Apesar de o novo conceito existir há 20 anos, o segredo da libido feminino ainda se configura um mistério para muita gente. O modelo Basson não representa uma escalada em direção ao clímax, e sim um círculo com diferentes momentos. No início de um relacionamento, o desejo espontâneo brota quando se está na presença da parceria, e logo surge a vontade de fazer sexo. O estímulo leva a um estado de excitação e de mais desejo (chamado de responsivo), até a satisfação, acompanhada de intimidade emocional. Entretanto, as coisas não ocorrem, necessariamente, nessa ordem. Em determinado ponto do ato sexual, a mulher pode entrar num estado de “neutralidade”, como se “saísse” do jogo amoroso – por exemplo, porque pensou em alguma questão que tirou seu foco do ato – mas tendo a possibilidade de voltar a se excitar ao ser estimulada. A satisfação também não está atrelada ao orgasmo, ou seja, o sexo pode ser bom e alimentar a intimidade emocional. O resultado será a vontade de se engajar novamente numa relação com a pessoa.

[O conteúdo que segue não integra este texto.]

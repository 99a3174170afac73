use std::env;
use std::net::SocketAddr;
use std::path::PathBuf;
use std::sync::Arc;

use axum::extract::State;
use axum::response::{Html, IntoResponse, Response};
use axum::routing::{get, post};
use axum::Router;
use foundation::Crs;
use growth::{
    ColumnMapping, DatasetSources, RenderSettings, DEFAULT_ELEVATION_DIVISOR, DEFAULT_MAP_STYLE,
};
use http::{header, Method, StatusCode};
use tower_http::cors::{Any, CorsLayer};
use tower_http::trace::TraceLayer;
use tracing::{info, warn};
use tracing_subscriber::EnvFilter;

mod api;
mod datasets;

use datasets::DatasetCache;

const INDEX_HTML: &str = include_str!("../assets/index.html");

#[derive(Clone)]
struct AppState {
    cache: Arc<DatasetCache>,
    settings: Arc<RenderSettings>,
    index_html: Arc<String>,
}

#[tokio::main]
async fn main() {
    tracing_subscriber::fmt()
        .with_env_filter(EnvFilter::from_default_env())
        .init();

    let addr: SocketAddr = env::var("DASHBOARD_ADDR")
        .unwrap_or_else(|_| "127.0.0.1:8501".to_string())
        .parse()
        .expect("invalid DASHBOARD_ADDR");

    let sources = DatasetSources {
        growth_path: env_var_path("GROWTH_SHP", "crecimiento_urbano_con_porcentajes_v2.shp"),
        growth_crs: env_var_crs("GROWTH_SOURCE_EPSG"),
        boundary_path: env_var_path("BOUNDARY_SHP", "BarrioVereda.shp"),
        boundary_crs: env_var_crs("BOUNDARY_SOURCE_EPSG"),
        columns: column_mapping_from_env(),
    };

    let mut elevation_divisor =
        env_var_f64("GROWTH_ELEVATION_DIVISOR", DEFAULT_ELEVATION_DIVISOR);
    if !(elevation_divisor.is_finite() && elevation_divisor > 0.0) {
        warn!("GROWTH_ELEVATION_DIVISOR must be positive; using {DEFAULT_ELEVATION_DIVISOR}");
        elevation_divisor = DEFAULT_ELEVATION_DIVISOR;
    }
    let settings = RenderSettings {
        elevation_divisor,
        map_style: env::var("MAPBOX_STYLE").unwrap_or_else(|_| DEFAULT_MAP_STYLE.to_string()),
    };

    let mapbox_key = env::var("MAPBOX_API_KEY").unwrap_or_default();
    let index_html = INDEX_HTML.replace(
        "__MAPBOX_API_KEY__",
        &serde_json::to_string(&mapbox_key).unwrap_or_else(|_| "\"\"".to_string()),
    );

    info!(
        "growth layer: {:?}, boundary layer: {:?}",
        sources.growth_path, sources.boundary_path
    );

    let state = AppState {
        cache: Arc::new(DatasetCache::new(sources)),
        settings: Arc::new(settings),
        index_html: Arc::new(index_html),
    };

    let cors = CorsLayer::new()
        .allow_origin(Any)
        .allow_headers(Any)
        .allow_methods([Method::GET, Method::POST, Method::OPTIONS]);

    let app = Router::new()
        .route("/", get(index))
        .route("/healthz", get(healthz))
        .route("/api/options", get(api::get_options))
        .route("/api/render", get(api::get_render))
        .route("/api/boundaries.geojson", get(api::get_boundaries))
        .route("/api/cache/clear", post(api::clear_cache))
        .layer(cors)
        .layer(TraceLayer::new_for_http())
        .with_state(state);

    info!("growth dashboard listening on http://{addr}");
    axum::serve(tokio::net::TcpListener::bind(addr).await.unwrap(), app)
        .await
        .unwrap();
}

async fn healthz() -> Response {
    (StatusCode::OK, "ok").into_response()
}

async fn index(State(state): State<AppState>) -> impl IntoResponse {
    (
        [(header::CACHE_CONTROL, "no-cache")],
        Html(state.index_html.as_ref().clone()),
    )
}

fn column_mapping_from_env() -> ColumnMapping {
    let defaults = ColumnMapping::default();
    ColumnMapping {
        area: env::var("COLUMN_AREA").unwrap_or(defaults.area),
        name: env::var("COLUMN_NAME").unwrap_or(defaults.name),
        subtype: env::var("COLUMN_SUBTYPE").unwrap_or(defaults.subtype),
        growth_ha: env::var("COLUMN_GROWTH_HA").unwrap_or(defaults.growth_ha),
        growth_raw: env::var("COLUMN_GROWTH_RAW").unwrap_or(defaults.growth_raw),
        growth_pct: env::var("COLUMN_GROWTH_PCT").unwrap_or(defaults.growth_pct),
    }
}

fn env_var_path(key: &str, default: &str) -> PathBuf {
    env::var(key)
        .map(PathBuf::from)
        .unwrap_or_else(|_| PathBuf::from(default))
}

/// Unset means "read the `.prj`"; an unusable code is logged and ignored.
fn env_var_crs(key: &str) -> Option<Crs> {
    let raw = env::var(key).ok()?;
    let parsed = raw
        .trim()
        .parse::<u32>()
        .map_err(|e| e.to_string())
        .and_then(|code| Crs::from_epsg(code).map_err(|e| e.to_string()));
    match parsed {
        Ok(crs) => Some(crs),
        Err(err) => {
            warn!("ignoring {key}={raw:?}: {err}");
            None
        }
    }
}

fn env_var_f64(key: &str, default: f64) -> f64 {
    env::var(key)
        .ok()
        .and_then(|v| v.parse().ok())
        .unwrap_or(default)
}
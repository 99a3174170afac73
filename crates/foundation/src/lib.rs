pub mod bounds;
pub mod crs;
pub mod math;

// Foundation crate: small, well-tested primitives only.
pub use bounds::*;
pub use crs::*;
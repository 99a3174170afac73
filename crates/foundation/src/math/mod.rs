pub mod geodesy;
pub mod utm;

pub use geodesy::*;
pub use utm::*;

“A grande contribuição de Basson foi mostrar que, se a mulher não tem mais o desejo espontâneo, ela pode iniciar a relação, sendo estimulada e se excitando com esse estímulo. O desejo pode ser posterior à excitação, ser responsivo, e a satisfação se dar com orgasmo ou mesmo que ela não atinja o orgasmo. Portanto, não é disfuncional ficar brevemente neutra durante o ato sexual, não é disfuncional iniciar com excitação e não desejo, não é disfuncional não ter orgasmo, desde que haja satisfação pela intimidade e contato físico-emocional. Somente a total falta de resposta ao estímulo, acompanhada de desconforto por isso, indica uma disfunção sexual”, ensina Abdo.

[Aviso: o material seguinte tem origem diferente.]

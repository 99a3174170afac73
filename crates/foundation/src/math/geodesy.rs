/// WGS84 semi-major axis (meters).
pub const WGS84_A: f64 = 6_378_137.0;
/// WGS84 flattening.
pub const WGS84_F: f64 = 1.0 / 298.257_223_563;
/// WGS84 semi-minor axis (meters).
pub const WGS84_B: f64 = WGS84_A * (1.0 - WGS84_F);
/// WGS84 first eccentricity squared.
pub const WGS84_E2: f64 = WGS84_F * (2.0 - WGS84_F);

/// Geodetic coordinates in radians.
#[derive(Debug, Copy, Clone, PartialEq)]
pub struct Geodetic {
    pub lat_rad: f64,
    pub lon_rad: f64,
}

impl Geodetic {
    pub fn new(lat_rad: f64, lon_rad: f64) -> Self {
        Self { lat_rad, lon_rad }
    }

    pub fn from_degrees(lat_deg: f64, lon_deg: f64) -> Self {
        Self::new(lat_deg.to_radians(), lon_deg.to_radians())
    }

    pub fn lat_deg(&self) -> f64 {
        self.lat_rad.to_degrees()
    }

    /// Longitude in degrees, wrapped to [-180, 180).
    pub fn lon_deg(&self) -> f64 {
        let deg = self.lon_rad.to_degrees();
        (deg + 180.0).rem_euclid(360.0) - 180.0
    }
}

Nos relacionamentos longevos, o desejo espontâneo das mulheres tende a deixar de existir. O importante, diz a professora, é ter outros motivos pelos quais se está na relação na qual o sexo deixou de ser “acrobático” e o intervalo entre uma transa e outra aumentou.

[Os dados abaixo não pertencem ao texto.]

//! Reading vector layers from disk and bringing them into WGS 84.
//!
//! Shapefiles (`.shp` + `.shx` + `.dbf`, optional `.prj`) are the primary
//! input; GeoJSON FeatureCollections are accepted too and are assumed to be
//! WGS 84 unless a source CRS is configured.
//!
//! Attribute text is decoded with the code page named in the sidecar `.cpg`
//! when there is one, else with the code page mark in the `.dbf` header.

use std::fs;
use std::io::{Read, Seek};
use std::path::{Path, PathBuf};

use dbase::encoding::LossyCodePage;
use dbase::yore::code_pages::{CP437, CP850, CP1250, CP1252};
use dbase::{CodePageMark, FieldValue, UnicodeLossy};
use foundation::{Crs, CrsError};
use serde_json::{Map, Number, Value};
use shapefile::{PolygonRing, Shape, ShapeReader};

use crate::features::{Feature, FeatureCollection, GeoJsonError, Geometry, LonLat, Ring};

/// Column name dBase readers report for the record deletion marker.
const DELETION_FLAG: &str = "DeletionFlag";

#[derive(Debug, Clone, Default)]
pub struct LoadOptions {
    /// Overrides `.prj` detection when set.
    pub source_crs: Option<Crs>,
}

#[derive(Debug)]
pub enum LoadError {
    Io {
        path: PathBuf,
        source: std::io::Error,
    },
    Shapefile {
        path: PathBuf,
        source: shapefile::Error,
    },
    Dbase {
        path: PathBuf,
        source: dbase::Error,
    },
    GeoJson {
        path: PathBuf,
        source: GeoJsonError,
    },
    Crs {
        path: PathBuf,
        source: CrsError,
    },
    MissingProjection(PathBuf),
    UnsupportedExtension(PathBuf),
}

impl std::fmt::Display for LoadError {
    fn fmt(&self, f: &mut std::fmt::Formatter<'_>) -> std::fmt::Result {
        match self {
            LoadError::Io { path, source } => {
                write!(f, "failed to read {}: {source}", path.display())
            }
            LoadError::Shapefile { path, source } => {
                write!(f, "failed to read shapefile {}: {source}", path.display())
            }
            LoadError::Dbase { path, source } => {
                write!(f, "failed to read attribute table {}: {source}", path.display())
            }
            LoadError::GeoJson { path, source } => {
                write!(f, "failed to parse {}: {source}", path.display())
            }
            LoadError::Crs { path, source } => {
                write!(f, "cannot reproject {}: {source}", path.display())
            }
            LoadError::MissingProjection(path) => write!(
                f,
                "{} has no .prj and no source CRS was configured",
                path.display()
            ),
            LoadError::UnsupportedExtension(path) => {
                write!(f, "unsupported vector format: {}", path.display())
            }
        }
    }
}

impl std::error::Error for LoadError {
    fn source(&self) -> Option<&(dyn std::error::Error + 'static)> {
        match self {
            LoadError::Io { source, .. } => Some(source),
            LoadError::Shapefile { source, .. } => Some(source),
            LoadError::Dbase { source, .. } => Some(source),
            LoadError::GeoJson { source, .. } => Some(source),
            LoadError::Crs { source, .. } => Some(source),
            LoadError::MissingProjection(_) | LoadError::UnsupportedExtension(_) => None,
        }
    }
}

/// Text encodings a `.dbf` attribute table is read with.
#[derive(Debug, Clone, Copy, PartialEq, Eq)]
pub enum TextEncoding {
    Utf8,
    /// Also used for ISO-8859-1, whose printable range it shares.
    Windows1252,
    Windows1250,
    Cp850,
    Cp437,
}

impl TextEncoding {
    /// Parses the label found in a `.cpg` file; `None` when unrecognised.
    pub fn from_cpg(label: &str) -> Option<Self> {
        let compact: String = label
            .chars()
            .filter(|c| c.is_ascii_alphanumeric())
            .map(|c| c.to_ascii_uppercase())
            .collect();
        match compact.as_str() {
            "UTF8" | "65001" => Some(Self::Utf8),
            "ISO88591" | "88591" | "LATIN1" | "28591" | "1252" | "CP1252" | "WINDOWS1252"
            | "ANSI1252" => Some(Self::Windows1252),
            "1250" | "CP1250" | "WINDOWS1250" | "ANSI1250" => Some(Self::Windows1250),
            "850" | "CP850" | "OEM850" | "IBM850" => Some(Self::Cp850),
            "437" | "CP437" | "OEM437" | "IBM437" => Some(Self::Cp437),
            _ => None,
        }
    }

    /// Falls back on the header mark; an unmarked table is read as Latin-1
    /// the way GDAL does.
    pub fn from_code_page_mark(mark: CodePageMark) -> Self {
        match mark {
            CodePageMark::Undefined | CodePageMark::CP1252 => Self::Windows1252,
            CodePageMark::CP1250 => Self::Windows1250,
            CodePageMark::CP850 => Self::Cp850,
            CodePageMark::CP437 => Self::Cp437,
            _ => Self::Utf8,
        }
    }

    fn apply<T: Read + Seek>(self, reader: &mut dbase::Reader<T>) {
        match self {
            Self::Utf8 => reader.set_encoding(UnicodeLossy),
            Self::Windows1252 => reader.set_encoding(LossyCodePage(CP1252)),
            Self::Windows1250 => reader.set_encoding(LossyCodePage(CP1250)),
            Self::Cp850 => reader.set_encoding(LossyCodePage(CP850)),
            Self::Cp437 => reader.set_encoding(LossyCodePage(CP437)),
        }
    }
}

/// Reads the sidecar `.cpg`; a missing file or unknown label yields `None`.
pub fn cpg_encoding(path: &Path) -> Result<Option<TextEncoding>, LoadError> {
    let cpg = path.with_extension("cpg");
    match fs::read_to_string(&cpg) {
        Ok(label) => Ok(TextEncoding::from_cpg(&label)),
        Err(e) if e.kind() == std::io::ErrorKind::NotFound => Ok(None),
        Err(e) => Err(LoadError::Io {
            path: cpg,
            source: e,
        }),
    }
}

/// Loads a vector layer and reprojects every coordinate to WGS 84 degrees.
pub fn load_layer(
    path: impl AsRef<Path>,
    options: &LoadOptions,
) -> Result<FeatureCollection, LoadError> {
    let path = path.as_ref();
    let ext = path
        .extension()
        .and_then(|e| e.to_str())
        .map(|e| e.to_ascii_lowercase());
    match ext.as_deref() {
        Some("shp") => load_shapefile(path, options),
        Some("geojson") | Some("json") => load_geojson(path, options),
        _ => Err(LoadError::UnsupportedExtension(path.to_path_buf())),
    }
}

/// Resolves the source CRS of a shapefile: explicit override first, then
/// the sidecar `.prj`.
pub fn shapefile_crs(path: &Path, options: &LoadOptions) -> Result<Crs, LoadError> {
    if let Some(crs) = options.source_crs {
        return Ok(crs);
    }
    let prj = path.with_extension("prj");
    let wkt = match fs::read_to_string(&prj) {
        Ok(wkt) => wkt,
        Err(e) if e.kind() == std::io::ErrorKind::NotFound => {
            return Err(LoadError::MissingProjection(path.to_path_buf()));
        }
        Err(e) => {
            return Err(LoadError::Io {
                path: prj,
                source: e,
            });
        }
    };
    Crs::from_wkt(&wkt).map_err(|e| LoadError::Crs {
        path: prj,
        source: e,
    })
}

fn load_shapefile(path: &Path, options: &LoadOptions) -> Result<FeatureCollection, LoadError> {
    let crs = shapefile_crs(path, options)?;

    let dbf = path.with_extension("dbf");
    let mut table = dbase::Reader::from_path(&dbf).map_err(|e| LoadError::Dbase {
        path: dbf.clone(),
        source: e,
    })?;
    let encoding = match cpg_encoding(path)? {
        Some(encoding) => encoding,
        None => TextEncoding::from_code_page_mark(table.header().code_page_mark),
    };
    encoding.apply(&mut table);

    let columns: Vec<String> = table
        .fields()
        .iter()
        .map(|field| field.name().to_string())
        .filter(|name| name != DELETION_FLAG)
        .collect();

    let shp_err = |e| LoadError::Shapefile {
        path: path.to_path_buf(),
        source: e,
    };
    let shapes = ShapeReader::from_path(path).map_err(shp_err)?;
    let mut reader = shapefile::Reader::new(shapes, table);

    let mut features = Vec::new();
    for (index, item) in reader.iter_shapes_and_records().enumerate() {
        let (shape, record) = item.map_err(shp_err)?;
        let Some(geometry) = shape_to_geometry(&shape, &crs) else {
            continue;
        };

        let mut properties = Map::new();
        for column in &columns {
            if let Some(value) = record.get(column) {
                properties.insert(column.clone(), field_to_json(value));
            }
        }

        features.push(Feature {
            id: Some(index.to_string()),
            properties,
            geometry,
        });
    }

    Ok(FeatureCollection::new(features, columns))
}

fn load_geojson(path: &Path, options: &LoadOptions) -> Result<FeatureCollection, LoadError> {
    let payload = fs::read_to_string(path).map_err(|e| LoadError::Io {
        path: path.to_path_buf(),
        source: e,
    })?;
    let mut collection =
        FeatureCollection::from_geojson_str(&payload).map_err(|e| LoadError::GeoJson {
            path: path.to_path_buf(),
            source: e,
        })?;

    if let Some(crs) = options.source_crs
        && crs != Crs::Wgs84
    {
        for feature in &mut collection.features {
            reproject_geometry(&mut feature.geometry, &crs);
        }
    }
    Ok(collection)
}

fn reproject_geometry(geometry: &mut Geometry, crs: &Crs) {
    let fix = |p: &mut LonLat| {
        let (lon, lat) = crs.to_lon_lat(p.lon_deg, p.lat_deg);
        *p = LonLat::new(lon, lat);
    };
    match geometry {
        Geometry::Point(p) => fix(p),
        Geometry::MultiPoint(ps) | Geometry::LineString(ps) => ps.iter_mut().for_each(fix),
        Geometry::MultiLineString(lines) | Geometry::Polygon(lines) => {
            lines.iter_mut().flatten().for_each(fix)
        }
        Geometry::MultiPolygon(polys) => polys.iter_mut().flatten().flatten().for_each(fix),
    }
}

trait PlanarPoint {
    fn xy(&self) -> (f64, f64);
}

impl PlanarPoint for shapefile::Point {
    fn xy(&self) -> (f64, f64) {
        (self.x, self.y)
    }
}

impl PlanarPoint for shapefile::PointM {
    fn xy(&self) -> (f64, f64) {
        (self.x, self.y)
    }
}

impl PlanarPoint for shapefile::PointZ {
    fn xy(&self) -> (f64, f64) {
        (self.x, self.y)
    }
}

fn to_lon_lat<P: PlanarPoint>(p: &P, crs: &Crs) -> LonLat {
    let (x, y) = p.xy();
    let (lon, lat) = crs.to_lon_lat(x, y);
    LonLat::new(lon, lat)
}

fn line<P: PlanarPoint>(points: &[P], crs: &Crs) -> Vec<LonLat> {
    points.iter().map(|p| to_lon_lat(p, crs)).collect()
}

/// Shapefile polygons are a flat ring list: each outer ring opens a new
/// polygon and the inner rings that follow are its holes.
fn polygon_rings<P: PlanarPoint>(rings: &[PolygonRing<P>], crs: &Crs) -> Option<Geometry> {
    let mut polygons: Vec<Vec<Ring>> = Vec::new();
    for ring in rings {
        let coords = line(ring.points(), crs);
        if matches!(ring, PolygonRing::Inner(_))
            && let Some(current) = polygons.last_mut()
        {
            current.push(coords);
            continue;
        }
        polygons.push(vec![coords]);
    }
    match polygons.len() {
        0 => None,
        1 => polygons.pop().map(Geometry::Polygon),
        _ => Some(Geometry::MultiPolygon(polygons)),
    }
}

fn multi_line(parts: Vec<Vec<LonLat>>) -> Option<Geometry> {
    match parts.len() {
        0 => None,
        1 => parts.into_iter().next().map(Geometry::LineString),
        _ => Some(Geometry::MultiLineString(parts)),
    }
}

fn shape_to_geometry(shape: &Shape, crs: &Crs) -> Option<Geometry> {
    match shape {
        Shape::NullShape => None,
        Shape::Point(p) => Some(Geometry::Point(to_lon_lat(p, crs))),
        Shape::PointM(p) => Some(Geometry::Point(to_lon_lat(p, crs))),
        Shape::PointZ(p) => Some(Geometry::Point(to_lon_lat(p, crs))),
        Shape::Multipoint(mp) => Some(Geometry::MultiPoint(line(mp.points(), crs))),
        Shape::MultipointM(mp) => Some(Geometry::MultiPoint(line(mp.points(), crs))),
        Shape::MultipointZ(mp) => Some(Geometry::MultiPoint(line(mp.points(), crs))),
        Shape::Polyline(pl) => multi_line(pl.parts().iter().map(|p| line(p, crs)).collect()),
        Shape::PolylineM(pl) => multi_line(pl.parts().iter().map(|p| line(p, crs)).collect()),
        Shape::PolylineZ(pl) => multi_line(pl.parts().iter().map(|p| line(p, crs)).collect()),
        Shape::Polygon(pg) => polygon_rings(pg.rings(), crs),
        Shape::PolygonM(pg) => polygon_rings(pg.rings(), crs),
        Shape::PolygonZ(pg) => polygon_rings(pg.rings(), crs),
        Shape::Multipatch(_) => None,
    }
}

fn number(v: f64) -> Value {
    Number::from_f64(v).map(Value::Number).unwrap_or(Value::Null)
}

fn field_to_json(value: &FieldValue) -> Value {
    match value {
        FieldValue::Character(Some(s)) => Value::String(s.trim().to_string()),
        FieldValue::Memo(s) => Value::String(s.trim().to_string()),
        FieldValue::Numeric(Some(v)) => number(*v),
        FieldValue::Float(Some(v)) => number(f64::from(*v)),
        FieldValue::Double(v) | FieldValue::Currency(v) => number(*v),
        FieldValue::Integer(v) => Value::from(*v),
        FieldValue::Logical(Some(b)) => Value::Bool(*b),
        _ => Value::Null,
    }
}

“O período refratário, isto é, o tempo que transcorre entre uma relação e a vontade de ter outra, vai se estendendo. De acordo com os estudos que realizamos, aos 40 anos de idade, o sexo ocorre, em média, duas vezes por semana; aos 60, uma vez por semana; depois, de 15 em 15 dias. Não significa que o casal tenha alguma disfunção, apenas o sexo não tem mais o impacto de antes, mas há ganhos, em intimidade e no aconchego”, finaliza.